Following the Senate report on torture released last week, I decided to take a look back at what I wrote on this subject in June of 2005, almost 10 years ago. I changed the headline and added an updated ending.
Is there a line you will not cross? Beyond which you will not tolerate something being done in your name?
We have become a nation that tolerates torture.
Americans have a day to celebrate Independence, a day for Thanksgiving, and a day of Remembrance (Memorial Day).Â
We also need a national day of atonement.
Jews have a Day of Atonement. They call it “Yom Kippur,” and it is the holiest day of the year. That’s just what this country needs — a day of humility and remorse, coming to our senses, realizing first and foremost that we have things to atone for. Things done in our name.
Things like torture.
We have never fully acknowledged, or atoned for, our treatment of Native Americans, slavery, McCarthyism, Vietnam, Kent State. Now add to the national wall of shame Guantanamo and Abu Ghraib.
Is there a line beyond which you will not tolerate something being done in your name? If we can’t draw that line, who are we? What do we stand for? Besides our own survival, that is, no matter what it takes. Security first, morality only when we aren’t feeling threatened? Is that our new national motto?
“Oh, it’s not that bad,” say the apologists and rationalizers. “We’re just playing a little hardball with terrorists to get some intelligence, just breaking them down. We’re only using ‘enhanced interrogation techniques.’ Don’t worry, we’re so righteous and God-fearing, we can handle it. It won’t get out of hand.”
A little torture is like a little cancer. It spreads. A little torture is like a little evil. It grows.

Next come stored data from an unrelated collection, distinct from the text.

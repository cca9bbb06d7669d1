//! Lexical rules shared by the `Content-Type` and `Accept` parsers.
//!
//! Everything here works on bytes. All delimiters are ASCII, so every slice
//! boundary produced by these functions falls on a `char` boundary.

/// `SP` or `HTAB`.
#[inline]
pub(crate) fn is_whitespace(b: u8) -> bool {
    b == b' ' || b == b'\t'
}

/// `tchar` from RFC 7230 §3.2.6.
#[inline]
pub(crate) fn is_token_char(b: u8) -> bool {
    b.is_ascii_alphanumeric()
        || matches!(
            b,
            b'!' | b'#'
                | b'$'
                | b'%'
                | b'&'
                | b'\''
                | b'*'
                | b'+'
                | b'-'
                | b'.'
                | b'^'
                | b'_'
                | b'`'
                | b'|'
                | b'~'
        )
}

/// `qdtext`: anything visible except `"` and `\`, plus whitespace and obs-text.
#[inline]
fn is_quoted_text_char(b: u8) -> bool {
    is_whitespace(b)
        || b == 0x21
        || (0x23..=0x5B).contains(&b)
        || (0x5D..=0x7E).contains(&b)
        || b >= 0x80
}

/// Characters allowed after a `\` inside a quoted string.
#[inline]
fn is_quoted_pair_char(b: u8) -> bool {
    is_whitespace(b) || (0x21..=0x7E).contains(&b) || b >= 0x80
}

pub(crate) fn skip_whitespace(s: &str) -> &str {
    s.trim_start_matches([' ', '\t'])
}

/// Consume a non-empty token, returning it lowercased with the rest of `s`.
pub(crate) fn consume_token(s: &str) -> Option<(String, &str)> {
    let end = s
        .bytes()
        .position(|b| !is_token_char(b))
        .unwrap_or(s.len());

    if end == 0 {
        return None;
    }

    Some((s[..end].to_ascii_lowercase(), &s[end..]))
}

/// Consume a quoted string, returning its unescaped, lowercased content.
pub(crate) fn consume_quoted_string(s: &str) -> Option<(String, &str)> {
    let bytes = s.as_bytes();
    if bytes.first() != Some(&b'"') {
        return None;
    }

    let mut value = Vec::new();
    let mut index = 1;
    while index < bytes.len() {
        match bytes[index] {
            b'\\' => {
                index += 1;
                let escaped = *bytes.get(index).filter(|b| is_quoted_pair_char(**b))?;
                value.push(escaped);
            }
            b if is_quoted_text_char(b) => value.push(b),
            _ => break,
        }
        index += 1;
    }

    if bytes.get(index) != Some(&b'"') {
        return None;
    }

    value.make_ascii_lowercase();
    let value = String::from_utf8(value).ok()?;
    Some((value, &s[index + 1..]))
}

/// Consume `type "/" subtype` with surrounding whitespace.
///
/// A wildcard type only pairs with a wildcard subtype.
pub(crate) fn consume_type(s: &str) -> Option<(String, String, &str)> {
    let (type_, s) = consume_token(skip_whitespace(s))?;
    let s = s.strip_prefix('/')?;
    let (subtype, s) = consume_token(s)?;

    if type_ == "*" && subtype != "*" {
        return None;
    }

    Some((type_, subtype, skip_whitespace(s)))
}

/// Consume `name "=" ( token / quoted-string )` with surrounding whitespace.
pub(crate) fn consume_parameter(s: &str) -> Option<(String, String, &str)> {
    let (name, s) = consume_token(skip_whitespace(s))?;
    let s = s.strip_prefix('=')?;
    let (value, s) = consume_token(s).or_else(|| consume_quoted_string(s))?;

    Some((name, value, skip_whitespace(s)))
}

/// Write a parameter value, quoting it when it is not a plain token.
pub(crate) fn write_value(f: &mut impl std::fmt::Write, value: &str) -> std::fmt::Result {
    if !value.is_empty() && value.bytes().all(is_token_char) {
        return f.write_str(value);
    }

    f.write_char('"')?;
    for c in value.chars() {
        if c == '"' || c == '\\' {
            f.write_char('\\')?;
        }
        f.write_char(c)?;
    }
    f.write_char('"')
}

Instead of drawing a line, we’ve redefined torture. Our [2005] attorney general, Alberto Gonzalez, the nation’s top law enforcement official, was, in his previous position, given the task of officially “redefining” torture after Sept. 11. Anything that doesn’t cause “major organ failure or death,” he wrote, was acceptable.
Is it OK with you if our government tortures prisoners in your name? If they use sexual humiliation, desecration of the Koran, physical and psychological abuse, with the occasional organ failure and death? If you remain silent, it is. “Silence gives consent,” said Thomas More in A Man for All Seasons, calling it one of the bedrock principles of law.Â
Is it OK with you that hundreds of mostly innocent people were rounded up and sent to a prison at Guantanamo Bay in Cuba (whose government we’re always condemning for human rights violations) without the protections of due process? Some have since been dumped in foreign countries, some are still at Gitmo almost four years later [make that 13 years later], and, according to Thomas Friedman, a moderately conservative columnist with the New York Times who originally supported the war in Iraq, at least 100 prisoners have died in what Amnesty International calls our “gulags.”
Don’t these qualify, at the very least, as human rights violations? Are they consistent with your understanding of American ideals?
Our silence gives consent to all of it. Are we the good guys or the bad guys? Are we allowed to act like the bad guys in certain situations — like whenever we feel threatened? Can you justify torture in “extraordinary circumstances”?Â
If you can justify torture under any circumstances, then you can justify pretty much anything.
We are now a nation that condones torture.
We are a nation that gives consent with our silence.
Ignorance and denial do not preserve our innocence. “Our government would never do anything to compromise our integrity.” So said all the “good Germans” in the 1930s and ’40s. As they said then, all it takes to allow evil to flourish is for good people to say nothing.
Silence gives consent.
Denial gives permission.
We have become a nation that practices torture.
Is that really OK with you? Don’t dodge the question, answer it. The nation’s very soul is at stake here.
We need a day every year where we face our wrongdoing.
We can call it the Dick Cheney Day of Atonement.